You want to create a data science portfolio to showcase you can “do” data science. That you know how to take in a data set, clean it up, use various techniques to extract useful information from it, and then communicate the results. The problem is that you aren’t sure where to start, what projects to do, what languages to use, or even what techniques to use. You’ve read on several blogs people using just one or two algorithms to make awesome things and so you’re thinking of picking small interesting projects, but you’re afraid it’ll just be a waste of time.
You want the right project that will teach you the right things and showcase the right skills
You’ve found that learning something by doing is better than going through a pile of books. So you want to make sure the project you chose will actually help you not only learn how to “do” data science, but it’ll also help you get the data science job that you want.

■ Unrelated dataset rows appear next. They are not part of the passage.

// src/runtime/mod.rs
//! Worker execution runtime
//!
//! This module provides the worker pool, including:
//!
//! - **Worker**: One process, its relay and its state machine
//! - **Allocator**: Spawns workers and waits for their handshake
//! - **Watcher**: Free-list, registry and automatic replacement
//! - **Pool**: Request execution and failure classification
//! - **Supervisor**: TTL, idle, memory and execution time limits
//! - **Process Manager**: Worker commands and signals
//!
//! # Architecture
//!
//! ```text
//! ┌─────────────────────────────────────────────────────────┐
//! │                 SupervisedPool (optional)               │
//! │   watch_tick ─▶ ttl / memory / idle_ttl / exec_ttl      │
//! │  ┌───────────────────────────────────────────────────┐  │
//! │  │                   StaticPool                      │  │
//! │  │   exec ─▶ take ─▶ Worker ─▶ relay ─▶ release      │  │
//! │  │  ┌─────────────────────────────────────────────┐  │  │
//! │  │  │              WorkerWatcher                  │  │  │
//! │  │  │  free-list ◀─▶ registry ◀─ exit watch       │  │  │
//! │  │  │                    │                        │  │  │
//! │  │  │                Allocator                    │  │  │
//! │  │  └─────────────────────────────────────────────┘  │  │
//! │  └───────────────────────────────────────────────────┘  │
//! └─────────────────────────────────────────────────────────┘
//! ```

pub mod allocator;
pub mod pool;
pub mod process_manager;
pub mod process_state;
pub mod supervisor;
pub mod watcher;
pub mod worker;

// Re-export commonly used types
pub use allocator::Allocator;
pub use pool::{new_pool, new_pool_with_events, Pool, StaticPool};
pub use process_manager::{CommandFactory, CommandSpec};
pub use process_state::{process_state, ProcessState};
pub use supervisor::SupervisedPool;
pub use watcher::WorkerWatcher;
pub use worker::{ExitInfo, Worker, WorkerInfo, WorkerState};
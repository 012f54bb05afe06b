// src/relay/responder.rs
//! Worker side of the relay
//!
//! A worker process builds a [`Responder`], then loops on
//! [`Responder::next_request`] until it returns `None`:
//!
//! ```no_run
//! # async fn run() -> relay_pool::Result<()> {
//! use relay_pool::relay::Responder;
//!
//! let mut responder = Responder::from_env().await?;
//! while let Some(request) = responder.next_request().await? {
//!     responder.respond(request).await?;
//! }
//! # Ok(())
//! # }
//! ```
//!
//! Handshake and stop control frames are handled internally.

use crate::payload::Payload;
use crate::relay::{ControlMessage, Frame, FramedRelay, PidCommand, Relay, SOCKET_ENV};
use crate::utils::errors::{PoolError, Result};
use std::path::Path;
use tokio::net::UnixStream;
use tracing::debug;

pub struct Responder {
    relay: Box<dyn Relay>,
}

impl Responder {
    /// Serve over stdin/stdout
    pub fn from_stdio() -> Self {
        Self::new(Box::new(FramedRelay::new(
            tokio::io::stdin(),
            tokio::io::stdout(),
        )))
    }

    /// Connect to the pool's socket and announce this process
    pub async fn connect(path: impl AsRef<Path>) -> Result<Self> {
        let stream = UnixStream::connect(path.as_ref()).await.map_err(|e| {
            PoolError::Network(format!(
                "failed to connect to {}: {}",
                path.as_ref().display(),
                e
            ))
        })?;
        let (read, write) = stream.into_split();

        let mut relay = FramedRelay::new(read, write);
        relay.send(Frame::control(&own_pid())?).await?;

        Ok(Self::new(Box::new(relay)))
    }

    /// Socket if the pool exported one, stdio otherwise
    pub async fn from_env() -> Result<Self> {
        match std::env::var_os(SOCKET_ENV) {
            Some(path) => Self::connect(path).await,
            None => Ok(Self::from_stdio()),
        }
    }

    pub fn new(relay: Box<dyn Relay>) -> Self {
        Self { relay }
    }

    /// Next request from the pool
    ///
    /// Returns `None` when the pool asks the worker to stop or closes the relay.
    pub async fn next_request(&mut self) -> Result<Option<Payload>> {
        loop {
            let Some(frame) = self.relay.receive().await? else {
                return Ok(None);
            };

            if !frame.is_control() {
                return Ok(Some(frame.into_payload()));
            }

            match frame.parse_control::<ControlMessage>()? {
                ControlMessage::Pid(hello) => {
                    debug!(pool_pid = hello.pid, "Handshake");
                    self.relay.send(Frame::control(&own_pid())?).await?;
                }
                ControlMessage::Stop(stop) if stop.stop => return Ok(None),
                ControlMessage::Stop(_) => {}
            }
        }
    }

    pub async fn respond(&mut self, payload: Payload) -> Result<()> {
        self.relay.send(Frame::from(&payload)).await
    }

    /// Report an application error; the pool keeps this worker
    pub async fn respond_error(&mut self, message: impl Into<String>) -> Result<()> {
        self.relay.send(Frame::error(message)).await
    }

    /// Ask the pool to replace this worker and re-issue the request
    pub async fn request_restart(&mut self) -> Result<()> {
        self.respond(Payload::stop_request()).await
    }
}

fn own_pid() -> PidCommand {
    PidCommand {
        pid: std::process::id(),
    }
}
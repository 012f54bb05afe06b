// src/payload.rs
//! Request/response unit exchanged with workers

use bytes::Bytes;

/// Context a worker sends back, with an empty body, to ask to be restarted
pub const STOP_REQUEST: &str = r#"{"stop":true}"#;

/// A body plus out-of-band context metadata
///
/// Responses have the same shape as requests. Both halves are cheap to clone.
#[derive(Debug, Clone, Default, PartialEq, Eq)]
pub struct Payload {
    /// Side-channel metadata (headers, routing info, ...)
    pub context: Bytes,

    /// Request or response body
    pub body: Bytes,
}

impl Payload {
    pub fn new(body: impl Into<Bytes>) -> Self {
        Self {
            context: Bytes::new(),
            body: body.into(),
        }
    }

    pub fn with_context(context: impl Into<Bytes>, body: impl Into<Bytes>) -> Self {
        Self {
            context: context.into(),
            body: body.into(),
        }
    }

    /// Neither body nor context carries any data
    pub fn is_empty(&self) -> bool {
        self.body.is_empty() && self.context.is_empty()
    }

    /// The worker asked to be restarted instead of answering
    pub fn is_stop_request(&self) -> bool {
        self.body.is_empty() && self.context.as_ref() == STOP_REQUEST.as_bytes()
    }

    /// Build the restart-request response
    pub fn stop_request() -> Self {
        Self::with_context(STOP_REQUEST, Bytes::new())
    }

    /// Body as UTF-8, replacing invalid sequences
    pub fn body_str(&self) -> std::borrow::Cow<'_, str> {
        String::from_utf8_lossy(&self.body)
    }
}

#[cfg(test)]
mod tests {
    use super::*;

    #[test]
    fn test_empty_payload() {
        assert!(Payload::default().is_empty());
        assert!(!Payload::new("hello").is_empty());
        assert!(!Payload::with_context("ctx", "").is_empty());
    }

    #[test]
    fn test_stop_request_detection() {
        assert!(Payload::stop_request().is_stop_request());

        // a real answer that happens to carry the marker is not a restart request
        let answer = Payload::with_context(STOP_REQUEST, "body");
        assert!(!answer.is_stop_request());
        assert!(!Payload::new("").is_stop_request());
    }

    #[test]
    fn test_body_str() {
        assert_eq!(Payload::new("hello").body_str(), "hello");
    }
}
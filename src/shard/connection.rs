use std::collections::VecDeque;
use std::pin::Pin;
use std::sync::Arc;

use serde_json::Value;
use tokio::{
    select,
    sync::{mpsc, oneshot},
    time::{Instant, Interval, MissedTickBehavior, Sleep},
};
use tracing::{debug, info, warn};

use super::event::{ShardEvent, ShardEventKind};
use super::session::{Effect, ShardSession, ShardSnapshot};
use super::settings::ShardSettings;
use crate::analytics::GatewayStats;
use crate::errors::GatewayError;
use crate::net::{Connector, Inbound, Inflater, Outbound, Transport};
use crate::protocol::{Compression, GatewayPayload};

// -----------------------------------------------------------------------------
// ----- Connection ------------------------------------------------------------

/// Handle to one shard's connection actor. Cheap to clone; the actor stops
/// when the last handle is dropped.
#[derive(Debug, Clone)]
pub struct Connection {
    shard_id: u32,
    commands: mpsc::UnboundedSender<ShardCommand>,
}

#[derive(Debug)]
enum ShardCommand {
    Connect(oneshot::Sender<Result<(), GatewayError>>),
    Identify,
    Send(Value),
    Reconnect,
    Disconnect { code: u16, done: oneshot::Sender<()> },
    Snapshot(oneshot::Sender<ShardSnapshot>),
}

// -----------------------------------------------------------------------------
// ----- Connection: Static ----------------------------------------------------

impl Connection {
    pub fn spawn(
        shard_id: u32,
        total_shards: u32,
        settings: Arc<ShardSettings>,
        connector: Arc<dyn Connector>,
        events: mpsc::UnboundedSender<ShardEvent>,
        stats: Arc<GatewayStats>,
    ) -> Self {
        let (tx, rx) = mpsc::unbounded_channel();

        let actor = ShardActor {
            shard_id,
            session: ShardSession::new(shard_id, total_shards, settings.clone(), stats.clone()),
            settings,
            connector,
            events,
            stats,
            commands: rx,
            transport: None,
            inflater: None,
            heartbeat: None,
            reconnect: None,
            reconnect_attempts: 0,
            waiter: None,
        };
        tokio::spawn(actor.run());

        Self {
            shard_id,
            commands: tx,
        }
    }
}

// -----------------------------------------------------------------------------
// ----- Connection: Public ----------------------------------------------------

impl Connection {
    pub fn shard_id(&self) -> u32 {
        self.shard_id
    }

    /// Open the transport. Resolves once the session is ready, or fails on a
    /// terminal close. Non-terminal closes on the way are retried internally.
    pub async fn connect(&self) -> Result<(), GatewayError> {
        let (tx, rx) = oneshot::channel();
        self.command(ShardCommand::Connect(tx))?;
        rx.await.map_err(|_| self.gone())?
    }

    /// Handshake grant: send Identify if this shard is waiting for one.
    pub fn identify(&self) -> Result<(), GatewayError> {
        self.command(ShardCommand::Identify)
    }

    /// Forward a raw `{op, d}` payload to the gateway.
    pub fn send(&self, payload: Value) -> Result<(), GatewayError> {
        self.command(ShardCommand::Send(payload))
    }

    /// Drop the transport and resume on a fresh one.
    pub fn reconnect(&self) -> Result<(), GatewayError> {
        self.command(ShardCommand::Reconnect)
    }

    /// Close without reconnecting. Safe to call repeatedly and after the actor stopped.
    pub async fn disconnect(&self, code: u16) -> Result<(), GatewayError> {
        let (tx, rx) = oneshot::channel();
        if self.command(ShardCommand::Disconnect { code, done: tx }).is_err() {
            return Ok(());
        }
        let _ = rx.await;
        Ok(())
    }

    pub async fn snapshot(&self) -> Result<ShardSnapshot, GatewayError> {
        let (tx, rx) = oneshot::channel();
        self.command(ShardCommand::Snapshot(tx))?;
        rx.await.map_err(|_| self.gone())
    }
}

// -----------------------------------------------------------------------------
// ----- Connection: Private ---------------------------------------------------

impl Connection {
    fn command(&self, command: ShardCommand) -> Result<(), GatewayError> {
        self.commands.send(command).map_err(|_| self.gone())
    }

    fn gone(&self) -> GatewayError {
        GatewayError::ShardGone {
            shard_id: self.shard_id,
        }
    }
}

// -----------------------------------------------------------------------------
// ----- ShardActor ------------------------------------------------------------

struct ShardActor {
    shard_id: u32,
    session: ShardSession,
    settings: Arc<ShardSettings>,
    connector: Arc<dyn Connector>,
    events: mpsc::UnboundedSender<ShardEvent>,
    stats: Arc<GatewayStats>,
    commands: mpsc::UnboundedReceiver<ShardCommand>,

    transport: Option<Transport>,
    inflater: Option<Inflater>,
    heartbeat: Option<Interval>,
    reconnect: Option<Pin<Box<Sleep>>>,
    reconnect_attempts: u32,
    waiter: Option<oneshot::Sender<Result<(), GatewayError>>>,
}

// -----------------------------------------------------------------------------
// ----- ShardActor: Run -------------------------------------------------------

impl ShardActor {
    async fn run(mut self) {
        loop {
            select! {
                // -- Commands from the group --
                command = self.commands.recv() => {
                    let Some(command) = command else { break };
                    self.on_command(command).await;
                }

                // -- Gateway frames --
                frame = next_frame(&mut self.transport) => {
                    self.on_frame(frame);
                }

                // -- Heartbeat --
                _ = next_beat(&mut self.heartbeat) => {
                    let effects = self.session.on_heartbeat_tick(Instant::now());
                    self.apply(effects);
                }

                // -- Reconnect debounce --
                _ = wait_reconnect(&mut self.reconnect) => {
                    self.reconnect = None;
                    self.open().await;
                }
            }
        }

        if let Some(transport) = self.transport.take() {
            let _ = transport.send(Outbound::Terminate);
        }
        debug!("shard {}: connection actor stopped", self.shard_id);
    }
}

// -----------------------------------------------------------------------------
// ----- ShardActor: Commands --------------------------------------------------

impl ShardActor {
    async fn on_command(&mut self, command: ShardCommand) {
        match command {
            ShardCommand::Connect(reply) => {
                if !self.session.status().can_connect() {
                    let _ = reply.send(Err(GatewayError::AlreadyConnecting {
                        shard_id: self.shard_id,
                    }));
                    return;
                }
                if let Some(previous) = self.waiter.replace(reply) {
                    let _ = previous.send(Err(GatewayError::AlreadyConnecting {
                        shard_id: self.shard_id,
                    }));
                }
                self.reconnect = None;
                self.open().await;
            }

            ShardCommand::Identify => {
                let effects = self.session.identify();
                self.apply(effects);
            }

            ShardCommand::Send(payload) => self.forward(payload),

            ShardCommand::Reconnect => {
                let effects = self.session.request_reconnect();
                self.apply(effects);
            }

            ShardCommand::Disconnect { code, done } => {
                self.disconnect(code);
                let _ = done.send(());
            }

            ShardCommand::Snapshot(reply) => {
                let _ = reply.send(self.session.snapshot());
            }
        }
    }

    async fn open(&mut self) {
        let url = match self.session.begin_connect() {
            Ok(url) => url,
            Err(err) => {
                debug!("shard {}: {err}", self.shard_id);
                return;
            }
        };

        self.emit(ShardEventKind::Connecting);
        debug!("shard {}: connecting to {url}", self.shard_id);

        match self.connector.connect(&url).await {
            Ok(transport) => {
                self.transport = Some(transport);
                self.inflater = match self.settings.compression {
                    Compression::ZlibStream => Some(Inflater::new()),
                    Compression::None => None,
                };
            }
            Err(err) => {
                warn!("shard {}: {err}", self.shard_id);
                self.emit(ShardEventKind::Error {
                    message: err.to_string(),
                });
                let effects = self.session.on_close(None);
                self.apply(effects);
            }
        }
    }

    fn disconnect(&mut self, code: u16) {
        self.reconnect = None;
        self.session.shutdown(self.transport.is_some());

        match self.drop_transport() {
            Some(transport) => {
                let _ = transport.send(Outbound::Close { code });
                info!("shard {}: disconnected with code {code}", self.shard_id);
                let effects = self.session.on_close(Some(code));
                self.apply(effects);
            }
            None => {
                // nothing open; a pending connect() can never complete now
                if let Some(waiter) = self.waiter.take() {
                    let _ = waiter.send(Err(GatewayError::ConnectionClosed {
                        shard_id: self.shard_id,
                    }));
                }
            }
        }
    }

    fn forward(&mut self, payload: Value) {
        let Some(transport) = self.transport.as_ref() else {
            warn!("shard {}: dropping outbound payload, not connected", self.shard_id);
            return;
        };

        match serde_json::to_string(&payload) {
            Ok(text) => {
                let _ = transport.send(Outbound::Text(text));
            }
            Err(err) => warn!("shard {}: unserializable payload: {err}", self.shard_id),
        }
    }
}

// -----------------------------------------------------------------------------
// ----- ShardActor: Frames ----------------------------------------------------

impl ShardActor {
    fn on_frame(&mut self, frame: Inbound) {
        let decoded = match frame {
            Inbound::Text(text) => GatewayPayload::parse(text.as_bytes())
                .map(Some)
                .map_err(GatewayError::from),

            Inbound::Binary(bytes) => match self.inflater.as_mut() {
                Some(inflater) => inflater
                    .push(&bytes)
                    .and_then(|_| inflater.decode().map_err(GatewayError::from)),
                None => GatewayPayload::parse(&bytes)
                    .map(Some)
                    .map_err(GatewayError::from),
            },

            Inbound::Closed { code } => {
                self.drop_transport();
                let effects = self.session.on_close(code);
                self.apply(effects);
                return;
            }

            Inbound::Error(message) => {
                warn!("shard {}: transport error: {message}", self.shard_id);
                self.emit(ShardEventKind::Error { message });
                self.apply(vec![Effect::Terminate]);
                return;
            }
        };

        match decoded {
            Ok(Some(payload)) => {
                let effects = self.session.on_payload(payload, Instant::now());
                self.apply(effects);
            }
            Ok(None) => {}
            Err(err) => {
                warn!("shard {}: {err}", self.shard_id);
                self.emit(ShardEventKind::Error {
                    message: err.to_string(),
                });
                self.apply(vec![Effect::Terminate]);
            }
        }
    }
}

// -----------------------------------------------------------------------------
// ----- ShardActor: Effects ---------------------------------------------------

impl ShardActor {
    fn apply(&mut self, effects: Vec<Effect>) {
        let mut queue: VecDeque<Effect> = effects.into();

        while let Some(effect) = queue.pop_front() {
            match effect {
                Effect::Send(text) => {
                    if let Some(transport) = self.transport.as_ref() {
                        let _ = transport.send(Outbound::Text(text));
                    }
                }

                Effect::StartHeartbeat { first, interval } => {
                    let mut timer = tokio::time::interval_at(Instant::now() + first, interval);
                    timer.set_missed_tick_behavior(MissedTickBehavior::Delay);
                    self.heartbeat = Some(timer);
                }

                Effect::Emit(kind) => {
                    if matches!(kind, ShardEventKind::Ready { .. } | ShardEventKind::Resumed) {
                        self.reconnect_attempts = 0;
                    }
                    self.emit(kind);
                }

                Effect::Terminate => {
                    // already closed: the close path ran once, do not run it again
                    if let Some(transport) = self.drop_transport() {
                        let _ = transport.send(Outbound::Terminate);
                        queue.extend(self.session.on_close(None));
                    }
                }

                Effect::ScheduleReconnect => self.schedule_reconnect(),

                Effect::Settle(result) => {
                    if let Some(waiter) = self.waiter.take() {
                        let _ = waiter.send(result);
                    }
                }
            }
        }
    }

    fn schedule_reconnect(&mut self) {
        if self.reconnect.is_some() {
            return;
        }

        let delay = self.settings.reconnect.delay(self.reconnect_attempts);
        self.reconnect_attempts = self.reconnect_attempts.saturating_add(1);
        self.reconnect = Some(Box::pin(tokio::time::sleep(delay)));
        self.stats.inc_reconnect();

        info!(
            "shard {}: reconnecting in {}ms",
            self.shard_id,
            delay.as_millis()
        );
        self.emit(ShardEventKind::Reconnecting {
            delay_ms: delay.as_millis() as u64,
        });
    }

    fn drop_transport(&mut self) -> Option<Transport> {
        self.heartbeat = None;
        self.inflater = None;
        self.transport.take()
    }

    fn emit(&self, kind: ShardEventKind) {
        let _ = self.events.send(ShardEvent {
            shard_id: self.shard_id,
            kind,
        });
    }
}

// -----------------------------------------------------------------------------
// ----- Internal: Helpers -----------------------------------------------------

async fn next_frame(transport: &mut Option<Transport>) -> Inbound {
    match transport {
        Some(transport) => transport.recv().await,
        None => std::future::pending().await,
    }
}

async fn next_beat(heartbeat: &mut Option<Interval>) {
    match heartbeat {
        Some(timer) => {
            timer.tick().await;
        }
        None => std::future::pending().await,
    }
}

async fn wait_reconnect(timer: &mut Option<Pin<Box<Sleep>>>) {
    match timer {
        Some(sleep) => sleep.as_mut().await,
        None => std::future::pending().await,
    }
}

// -----------------------------------------------------------------------------
// ----- Tests -----------------------------------------------------------------


// -----------------------------------------------------------------------------
// -----------------------------------------------------------------------------
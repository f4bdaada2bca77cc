use std::time::Duration;

use async_trait::async_trait;
use secrecy::SecretString;
use serde_json::{Value, json};
use tokio::sync::mpsc;

use gatecrab::GatewayError;
use gatecrab::net::{Connector, Inbound, Outbound, Transport, TransportPeer};
use gatecrab::protocol::Compression;
use gatecrab::shard::{ReconnectPolicy, ShardEvent, ShardEventKind, ShardSettings};

// -----------------------------------------------------------------------------
// ----- Settings --------------------------------------------------------------

pub const GATEWAY_URL: &str = "wss://gateway.test";

/// Plain-JSON settings with a fixed one second reconnect delay.
pub fn settings() -> ShardSettings {
    ShardSettings::new(SecretString::new("test-token".into()), GATEWAY_URL)
        .with_compression(Compression::None)
        .with_reconnect(ReconnectPolicy::fixed(Duration::from_secs(1)))
}

// -----------------------------------------------------------------------------
// ----- MockConnector ---------------------------------------------------------

/// Hands every opened transport's far side to the test as `(url, peer)`.
pub struct MockConnector {
    peers: mpsc::UnboundedSender<(String, TransportPeer)>,
}

impl MockConnector {
    pub fn new() -> (Self, mpsc::UnboundedReceiver<(String, TransportPeer)>) {
        let (tx, rx) = mpsc::unbounded_channel();
        (Self { peers: tx }, rx)
    }
}

#[async_trait]
impl Connector for MockConnector {
    async fn connect(&self, url: &str) -> Result<Transport, GatewayError> {
        let (transport, peer) = Transport::channel();
        self.peers
            .send((url.to_string(), peer))
            .map_err(|_| GatewayError::Transport("mock gateway is gone".into()))?;
        Ok(transport)
    }
}

// -----------------------------------------------------------------------------
// ----- Scripted gateway ------------------------------------------------------

#[allow(dead_code)]
pub fn hello(interval_ms: u64) -> Inbound {
    text(json!({"op": 10, "d": {"heartbeat_interval": interval_ms}}))
}

#[allow(dead_code)]
pub fn ready(session_id: &str, seq: u64) -> Inbound {
    text(json!({
        "op": 0, "t": "READY", "s": seq,
        "d": {"session_id": session_id, "resume_gateway_url": "wss://resume.test"}
    }))
}

#[allow(dead_code)]
pub fn text(value: Value) -> Inbound {
    Inbound::Text(value.to_string())
}

/// Next text frame written by the shard, skipping heartbeats.
#[allow(dead_code)]
pub async fn next_command(peer: &mut TransportPeer) -> Value {
    loop {
        match peer.outbound.recv().await.expect("shard dropped the writer") {
            Outbound::Text(raw) => {
                let value: Value = serde_json::from_str(&raw).unwrap();
                if value["op"] != 1 {
                    return value;
                }
            }
            other => panic!("unexpected frame {other:?}"),
        }
    }
}

#[allow(dead_code)]
pub async fn wait_for(
    events: &mut mpsc::UnboundedReceiver<ShardEvent>,
    matches: impl Fn(&ShardEventKind) -> bool,
) -> ShardEventKind {
    loop {
        let event = events.recv().await.expect("event stream ended");
        if matches(&event.kind) {
            return event.kind;
        }
    }
}

/// A well-behaved gateway: greets every transport, answers identify with
/// READY, resume with RESUMED and every heartbeat with an ack.
#[allow(dead_code)]
pub fn spawn_auto_gateway(mut peers: mpsc::UnboundedReceiver<(String, TransportPeer)>) {
    tokio::spawn(async move {
        let mut sessions = 0u64;
        while let Some((_, peer)) = peers.recv().await {
            sessions += 1;
            tokio::spawn(serve_peer(peer, sessions));
        }
    });
}

async fn serve_peer(mut peer: TransportPeer, session: u64) {
    if peer.inbound.send(hello(45_000)).is_err() {
        return;
    }

    while let Some(frame) = peer.outbound.recv().await {
        let Outbound::Text(raw) = frame else { return };
        let Ok(value) = serde_json::from_str::<Value>(&raw) else {
            continue;
        };

        let reply = match value["op"].as_u64() {
            Some(1) => json!({"op": 11, "d": null}),
            Some(2) => {
                let shard = value["d"]["shard"][0].as_u64().unwrap_or_default();
                json!({
                    "op": 0, "t": "READY", "s": 1,
                    "d": {"session_id": format!("session-{session}-{shard}")}
                })
            }
            Some(6) => json!({"op": 0, "t": "RESUMED", "s": value["d"]["seq"], "d": null}),
            _ => continue,
        };

        if peer.inbound.send(text(reply)).is_err() {
            return;
        }
    }
}

// -----------------------------------------------------------------------------
// -----------------------------------------------------------------------------
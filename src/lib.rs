pub mod admin;
pub mod analytics;
pub mod config;
pub mod errors;
pub mod group;
pub mod ipc;
pub mod net;
pub mod orchestrator;
pub mod protocol;
pub mod shard;
pub mod worker;

pub use config::Config;
pub use errors::GatewayError;
pub use group::{Group, GroupSpec};
pub use orchestrator::{FleetEvent, Orchestrator};
pub use shard::Connection;
pub use worker::WorkerBridge;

Doing a data science project is great interview preparation
By picking the right project, you’ll learn some math, statistics, machine learning, programming techniques, programming languages, and perhaps even get an inside track on getting the job. This project will be the perfect thing to discuss during the data science job interview. It’ll even be a great “calling card” that you can send ahead of time as sample work when you apply to the data science job. It should also help you prepare for the actual interview as you’ll be familiar with some of the work the company is doing. Overall, doing the right data science project will be immensely helpful to the overall interview preparation.
“Show”, don’t “Tell” with your data science project portfolio
As we covered in the article “How You Should Create A Data Science Portfolio That Will Get You Hired”, a key part of the portfolio is being able to showcase your critical thinking and communication skills. To that end, you want to make sure that project you pick conveys that you are familiar with the company, you are familiar with what they are looking for, and that you’ve accomplished some of the things they want you to be familiar with.
Three Steps & One Real Example
The three steps to choosing a data science project for your data science portfolio are as follows (with further explanation below):
- Find a data science job you would take
- Take notes on skills, qualifications, and what you’ll be doing
- Create projects based on that data
The one real example that we’ll look at is a job posting from today January 6th, 2015 for a Data Science position at Capital One. The link will be below as well as the analysis and 3 potential projects to do for this particular posting.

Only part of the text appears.